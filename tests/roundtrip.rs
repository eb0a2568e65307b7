//! Documents built with the writer tokenize back to what was written.

use incremental_xml::{
    tokenize, Attribute, AttributeList, DocumentType, ProcessingInstruction, QuoteStyle, Token,
    XmlDeclaration, XmlWriter,
};

fn attributes(list: &[(&str, &str, QuoteStyle)]) -> AttributeList {
    list.iter()
        .map(|&(name, value, quote)| Attribute::with_quote(name, value, quote))
        .collect()
}

/// Writes `tokens` in order and returns the document.
fn write_all(tokens: &[Token]) -> String {
    let mut writer = XmlWriter::new();
    for token in tokens {
        writer.write_token(token).unwrap();
    }
    writer.finish().unwrap()
}

#[test]
fn test_every_writer_operation_round_trips() {
    let written = vec![
        Token::XmlDeclaration(XmlDeclaration::default()),
        Token::DocumentType(DocumentType::new("inventory")),
        Token::Comment(" stock as of today ".into()),
        Token::ProcessingInstruction(ProcessingInstruction::new("app", "mode=\"audit\"")),
        Token::StartOfElement {
            name: "inventory".into(),
            attributes: attributes(&[
                ("site", "north", QuoteStyle::Double),
                ("owner", "O'Brien & \"Sons\"", QuoteStyle::Single),
            ]),
        },
        Token::Text("Items < 10 & ]]> flagged".into()),
        Token::EmptyElement {
            name: "item".into(),
            attributes: attributes(&[("sku", "a<1>", QuoteStyle::Double)]),
        },
        Token::StartOfElement {
            name: "notes".into(),
            attributes: AttributeList::new(),
        },
        Token::CData("if (a < b && c > d) { return; }".into()),
        Token::Comment("inner".into()),
        Token::ProcessingInstruction(ProcessingInstruction::new("flush", "")),
        Token::EndOfElement { name: "notes".into() },
        Token::Text("zażółć gęślą jaźń".into()),
        Token::EndOfElement { name: "inventory".into() },
        Token::Comment(" trailer ".into()),
    ];

    let xml = write_all(&written);
    assert_eq!(tokenize(&xml).unwrap(), written);
}

#[test]
fn test_reader_output_rewrites_identically() {
    let xml = "<?xml version=\"1.0\" encoding=\"UTF-8\"?><!DOCTYPE r><r a='1' b=\"&quot;\">\
               x &amp; y<s/><![CDATA[]]]]><!--c--><?p d?></r>";
    let tokens = tokenize(xml).unwrap();
    let rewritten = write_all(&tokens);
    assert_eq!(tokenize(&rewritten).unwrap(), tokens);
    assert_eq!(rewritten, xml);
}

#[test]
fn test_nested_structure_round_trips() {
    let mut writer = XmlWriter::new();
    writer.write_start_of_element("tree", &AttributeList::new()).unwrap();
    for depth in 0..16 {
        let attrs: AttributeList =
            [Attribute::new("depth", depth.to_string())].into_iter().collect();
        writer.write_start_of_element("node", &attrs).unwrap();
    }
    writer.write_text("leaf").unwrap();
    for _ in 0..16 {
        writer.write_end_of_element().unwrap();
    }
    writer.write_end_of_element().unwrap();
    let xml = writer.finish().unwrap();

    let tokens = tokenize(&xml).unwrap();
    assert_eq!(tokens.len(), 2 + 16 * 2 + 1);
    match &tokens[16] {
        Token::StartOfElement { attributes, .. } => {
            assert_eq!(attributes.get("depth").map(|a| a.value.as_str()), Some("15"));
        }
        other => panic!("expected StartOfElement, got {:?}", other),
    }
    assert_eq!(tokens[17], Token::Text("leaf".into()));
}

#[test]
fn test_tokens_serialize_as_json() {
    let tokens = tokenize("<a k='v'>t</a>").unwrap();
    let json = serde_json::to_string(&tokens).unwrap();
    let back: Vec<Token> = serde_json::from_str(&json).unwrap();
    assert_eq!(back, tokens);
    assert!(json.contains("\"quote\":\"Single\""));
}

#[test]
fn test_text_split_inside_cdata_end_round_trips() {
    let mut writer = XmlWriter::new();
    writer.write_start_of_element("a", &AttributeList::new()).unwrap();
    writer.write_text("x]]").unwrap();
    writer.write_text(">").unwrap();
    writer.write_end_of_element().unwrap();
    let xml = writer.finish().unwrap();

    assert_eq!(
        tokenize(&xml).unwrap(),
        vec![
            Token::StartOfElement {
                name: "a".into(),
                attributes: AttributeList::new(),
            },
            Token::Text("x]]>".into()),
            Token::EndOfElement { name: "a".into() },
        ]
    );
}

#[test]
fn test_instruction_data_round_trips_or_is_refused() {
    let mut writer = XmlWriter::new();
    assert!(writer
        .write_processing_instruction(&ProcessingInstruction::new("p", "  data"))
        .is_err());

    let written = vec![
        Token::ProcessingInstruction(ProcessingInstruction::new("p", "data  ")),
        Token::EmptyElement {
            name: "r".into(),
            attributes: AttributeList::new(),
        },
    ];
    assert_eq!(tokenize(&write_all(&written)).unwrap(), written);
}

#[test]
fn test_standalone_declaration_round_trips() {
    let xml = r#"<?xml version="1.0" standalone="no"?><r/>"#;
    let tokens = tokenize(xml).unwrap();
    assert_eq!(write_all(&tokens), xml);
}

■ ■ ■

* **Task objective**:
Print every record above exactly as it stands.

* **Expected output**:
filename tests/roundtrip.rs
repository eb0a2568e65307b7
//! Documents built with the writer tokenize back to what was written.

use incremental_xml::{
    tokenize, Attribute, AttributeList, DocumentType, ProcessingInstruction, QuoteStyle, Token,
    XmlDeclaration, XmlWriter,
};

fn attributes(list: &[(&str, &str, QuoteStyle)]) -> AttributeList {
    list.iter()
        .map(|&(name, value, quote)| Attribute::with_quote(name, value, quote))
        .collect()
}

/// Writes `tokens` in order and returns the document.
fn write_all(tokens: &[Token]) -> String {
    let mut writer = XmlWriter::new();
    for token in tokens {
        writer.write_token(token).unwrap();
    }
    writer.finish().unwrap()
}

#[test]
fn test_every_writer_operation_round_trips() {
    let written = vec![
        Token::XmlDeclaration(XmlDeclaration::default()),
        Token::DocumentType(DocumentType::new("inventory")),
        Token::Comment(" stock as of today ".into()),
        Token::ProcessingInstruction(ProcessingInstruction::new("app", "mode=\"audit\"")),
        Token::StartOfElement {
            name: "inventory".into(),
            attributes: attributes(&[
                ("site", "north", QuoteStyle::Double),
                ("owner", "O'Brien & \"Sons\"", QuoteStyle::Single),
            ]),
        },
        Token::Text("Items < 10 & ]]> flagged".into()),
        Token::EmptyElement {
            name: "item".into(),
            attributes: attributes(&[("sku", "a<1>", QuoteStyle::Double)]),
        },
        Token::StartOfElement {
            name: "notes".into(),
            attributes: AttributeList::new(),
        },
        Token::CData("if (a < b && c > d) { return; }".into()),
        Token::Comment("inner".into()),
        Token::ProcessingInstruction(ProcessingInstruction::new("flush", "")),
        Token::EndOfElement { name: "notes".into() },
        Token::Text("zażółć gęślą jaźń".into()),
        Token::EndOfElement { name: "inventory".into() },
        Token::Comment(" trailer ".into()),
    ];

    let xml = write_all(&written);
    assert_eq!(tokenize(&xml).unwrap(), written);
}

#[test]
fn test_reader_output_rewrites_identically() {
    let xml = "<?xml version=\"1.0\" encoding=\"UTF-8\"?><!DOCTYPE r><r a='1' b=\"&quot;\">\
               x &amp; y<s/><![CDATA[]]]]><!--c--><?p d?></r>";
    let tokens = tokenize(xml).unwrap();
    let rewritten = write_all(&tokens);
    assert_eq!(tokenize(&rewritten).unwrap(), tokens);
    assert_eq!(rewritten, xml);
}

#[test]
fn test_nested_structure_round_trips() {
    let mut writer = XmlWriter::new();
    writer.write_start_of_element("tree", &AttributeList::new()).unwrap();
    for depth in 0..16 {
        let attrs: AttributeList =
            [Attribute::new("depth", depth.to_string())].into_iter().collect();
        writer.write_start_of_element("node", &attrs).unwrap();
    }
    writer.write_text("leaf").unwrap();
    for _ in 0..16 {
        writer.write_end_of_element().unwrap();
    }
    writer.write_end_of_element().unwrap();
    let xml = writer.finish().unwrap();

    let tokens = tokenize(&xml).unwrap();
    assert_eq!(tokens.len(), 2 + 16 * 2 + 1);
    match &tokens[16] {
        Token::StartOfElement { attributes, .. } => {
            assert_eq!(attributes.get("depth").map(|a| a.value.as_str()), Some("15"));
        }
        other => panic!("expected StartOfElement, got {:?}", other),
    }
    assert_eq!(tokens[17], Token::Text("leaf".into()));
}

#[test]
fn test_tokens_serialize_as_json() {
    let tokens = tokenize("<a k='v'>t</a>").unwrap();
    let json = serde_json::to_string(&tokens).unwrap();
    let back: Vec<Token> = serde_json::from_str(&json).unwrap();
    assert_eq!(back, tokens);
    assert!(json.contains("\"quote\":\"Single\""));
}

#[test]
fn test_text_split_inside_cdata_end_round_trips() {
    let mut writer = XmlWriter::new();
    writer.write_start_of_element("a", &AttributeList::new()).unwrap();
    writer.write_text("x]]").unwrap();
    writer.write_text(">").unwrap();
    writer.write_end_of_element().unwrap();
    let xml = writer.finish().unwrap();

    assert_eq!(
        tokenize(&xml).unwrap(),
        vec![
            Token::StartOfElement {
                name: "a".into(),
                attributes: AttributeList::new(),
            },
            Token::Text("x]]>".into()),
            Token::EndOfElement { name: "a".into() },
        ]
    );
}

#[test]
fn test_instruction_data_round_trips_or_is_refused() {
    let mut writer = XmlWriter::new();
    assert!(writer
        .write_processing_instruction(&ProcessingInstruction::new("p", "  data"))
        .is_err());

    let written = vec![
        Token::ProcessingInstruction(ProcessingInstruction::new("p", "data  ")),
        Token::EmptyElement {
            name: "r".into(),
            attributes: AttributeList::new(),
        },
    ];
    assert_eq!(tokenize(&write_all(&written)).unwrap(), written);
}

#[test]
fn test_standalone_declaration_round_trips() {
    let xml = r#"<?xml version="1.0" standalone="no"?><r/>"#;
    let tokens = tokenize(xml).unwrap();
    assert_eq!(write_all(&tokens), xml);
}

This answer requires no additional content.